There's definitely a lot more ingredient reading than when I was vegetarian. 20 yrs of being a vegetarian and SO much more to learn.
I'm not really getting any better at the working out part of my life. It's so weird to say that I know what I need to do. Tomorrow always seems like a great time to start, I always have great plans for what I'm going to do tomorrow. How do you make tomorrow today? I guess you just do it and stop planning for it. Now to do that.
Maybe I should just keep reminding myself about the whole fat single girl at the reception thing. That could scare anyone in to losing weight.
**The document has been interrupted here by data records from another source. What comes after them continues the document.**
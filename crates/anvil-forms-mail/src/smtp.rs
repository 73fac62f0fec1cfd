//! SMTP delivery backend.
//!
//! [`SmtpBackend`] is the delivery side of the spool: the out-of-process
//! worker drains queued messages through it via
//! [`flush_spool`](crate::spool::flush_spool). The request path never uses
//! this backend directly.

use async_trait::async_trait;
use lettre::message::Mailbox;
use lettre::transport::smtp::authentication::Credentials;
use lettre::{AsyncSmtpTransport, AsyncTransport, Tokio1Executor};

use anvil_forms_core::settings::SmtpSettings;
use anvil_forms_core::{FormsError, FormsResult};

use crate::backend::MailBackend;
use crate::message::EmailMessage;

/// A [`MailBackend`] that relays messages over SMTP.
///
/// Custom headers on an [`EmailMessage`] are preserved on the spool but not
/// forwarded to the relay.
pub struct SmtpBackend {
    transport: AsyncSmtpTransport<Tokio1Executor>,
}

impl SmtpBackend {
    /// Creates a backend for the given relay host and port, with optional
    /// credentials.
    pub fn new(
        host: &str,
        port: u16,
        username: Option<&str>,
        password: Option<&str>,
    ) -> FormsResult<Self> {
        let mut builder = AsyncSmtpTransport::<Tokio1Executor>::relay(host)
            .map_err(|e| FormsError::Mail(format!("Invalid SMTP relay '{host}': {e}")))?
            .port(port);

        if let (Some(user), Some(pass)) = (username, password) {
            builder = builder.credentials(Credentials::new(user.to_string(), pass.to_string()));
        }

        Ok(Self {
            transport: builder.build(),
        })
    }

    /// Creates a backend from extension settings.
    pub fn from_settings(settings: &SmtpSettings) -> FormsResult<Self> {
        Self::new(
            &settings.host,
            settings.port,
            settings.username.as_deref(),
            settings.password.as_deref(),
        )
    }
}

#[async_trait]
impl MailBackend for SmtpBackend {
    async fn send_message(&self, message: &EmailMessage) -> FormsResult<String> {
        let email = to_lettre(message)?;
        let response = self
            .transport
            .send(email)
            .await
            .map_err(|e| FormsError::Mail(format!("SMTP delivery failed: {e}")))?;
        Ok(response.code().to_string())
    }
}

/// Converts an [`EmailMessage`] into a lettre message.
fn to_lettre(message: &EmailMessage) -> FormsResult<lettre::Message> {
    if message.to.is_empty() {
        return Err(FormsError::Mail(
            "Message has no recipients".to_string(),
        ));
    }

    let mut builder = lettre::Message::builder()
        .from(parse_mailbox(&message.from)?)
        .subject(message.subject.clone());

    for to in &message.to {
        builder = builder.to(parse_mailbox(to)?);
    }
    for cc in &message.cc {
        builder = builder.cc(parse_mailbox(cc)?);
    }
    for bcc in &message.bcc {
        builder = builder.bcc(parse_mailbox(bcc)?);
    }
    if let Some(reply_to) = &message.reply_to {
        builder = builder.reply_to(parse_mailbox(reply_to)?);
    }

    builder
        .body(message.body.clone())
        .map_err(|e| FormsError::Mail(format!("Failed to build message: {e}")))
}

/// Parses an address like `"Name <user@example.com>"` or `"user@example.com"`.
fn parse_mailbox(address: &str) -> FormsResult<Mailbox> {
    address
        .parse()
        .map_err(|e| FormsError::Mail(format!("Invalid email address '{address}': {e}")))
}
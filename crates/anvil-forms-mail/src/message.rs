//! Outgoing email messages.

use std::collections::BTreeMap;

use serde::{Deserialize, Serialize};

/// An outgoing email message.
///
/// Serializable so it can sit on the file spool between the request that
/// queued it and the worker that delivers it.
#[derive(Debug, Clone, PartialEq, Eq, Serialize, Deserialize)]
pub struct EmailMessage {
    /// The subject line.
    pub subject: String,
    /// The plain-text body.
    pub body: String,
    /// The sender address.
    pub from: String,
    /// Primary recipients.
    pub to: Vec<String>,
    /// CC recipients.
    #[serde(default)]
    pub cc: Vec<String>,
    /// BCC recipients.
    #[serde(default)]
    pub bcc: Vec<String>,
    /// Optional reply-to address.
    #[serde(default)]
    pub reply_to: Option<String>,
    /// Additional headers.
    #[serde(default)]
    pub headers: BTreeMap<String, String>,
}

impl EmailMessage {
    /// Creates a message with a subject, body, sender, and recipients.
    pub fn new(
        subject: impl Into<String>,
        body: impl Into<String>,
        from: impl Into<String>,
        to: Vec<String>,
    ) -> Self {
        Self {
            subject: subject.into(),
            body: body.into(),
            from: from.into(),
            to,
            cc: Vec::new(),
            bcc: Vec::new(),
            reply_to: None,
            headers: BTreeMap::new(),
        }
    }

    /// Adds a CC recipient.
    #[must_use]
    pub fn cc(mut self, address: impl Into<String>) -> Self {
        self.cc.push(address.into());
        self
    }

    /// Adds a BCC recipient.
    #[must_use]
    pub fn bcc(mut self, address: impl Into<String>) -> Self {
        self.bcc.push(address.into());
        self
    }

    /// Sets the reply-to address.
    #[must_use]
    pub fn reply_to(mut self, address: impl Into<String>) -> Self {
        self.reply_to = Some(address.into());
        self
    }

    /// Sets a header value.
    #[must_use]
    pub fn header(mut self, name: impl Into<String>, value: impl Into<String>) -> Self {
        self.headers.insert(name.into(), value.into());
        self
    }

    /// Returns the total number of recipients (to + cc + bcc).
    pub fn recipient_count(&self) -> usize {
        self.to.len() + self.cc.len() + self.bcc.len()
    }
}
I put a count down on my computer (obsess much?) I know that I'm not going to lose 50lbs in 4 1/2 months BUT I can feel better about myself. Is that too sad that weight can make me feel better/worse about myself? It would be nice to make out with a guy sometime before I turn 40. Right now there's no way, without LOADS of liquid courage, would I let someone...almost anything. And, as a side note to all the young ones out there, we mid-to-late-30's peeps want to make out too. More on that another day.
I do obsess!
On a slightly different topic, but not really, I've tried to take "food porn" pictures but I'm learning that it's all about lighting because so far my pictures have not been very attractive. A bit on the over exposed side. I'm working on it.
Now I'll just wait for the hockey game to start.
Did I mention that I'm probably the only girl in Baltimore that loves hockey? Needless to say, I'm not from here.
It's hard to say since it took me over a week to actually make a blog entry.
There's about a ba-jillion things that I would like to change and/or do.
Some are big life changes some are small everyday things that I feel like other people don't even think about.
Maybe it's that I don't think about it and they do so I don't do it and they do.
I do tend to ramble and write things that might only make sense in my head.
I guess I'm hoping that everyday I'll get closer to the person that I want to be. Not that I don't like who I am now. There's just room for a lot of improvement.
So, what are the "biggies"?
1. I've been a vegetarian for 20 years or so. It's time I make the jump to vegan. So far it's been a SLOW process with a few set backs here and there.
2. I'm tired of saying that "I want to be a runner someday" I need to take the steps (no pun intended) to actually RUN. I understand that I'm close to horribly out of shape and it will take a long time but it will take even longer if I don't even start.
After that it's a lot of the regular kind of stuff-
Do my laundry before there's 7 loads to do and I contemplate going commando (or buying more underwear).
Lose weight-according to the BMI index I should lose 60 lbs. I don't really care about the pound-age so much as I would like to wear pants that are a single digit. I'm still in the teens but that could change if I don't put real, on going effort in to it.
Have a date for a wedding in September. A little sad sounding, I know. I just found out about this wedding and had a minor freak out. I don't want to be the fat single cousin. It's horrible to say but that was my first thought. This must not happen. I will be the cousin no matter what so I can only work on the other two.
I've been living vicariously through all these other blogs that I read (daily) and thought that if I started writing about what I do it would force me to actually do something.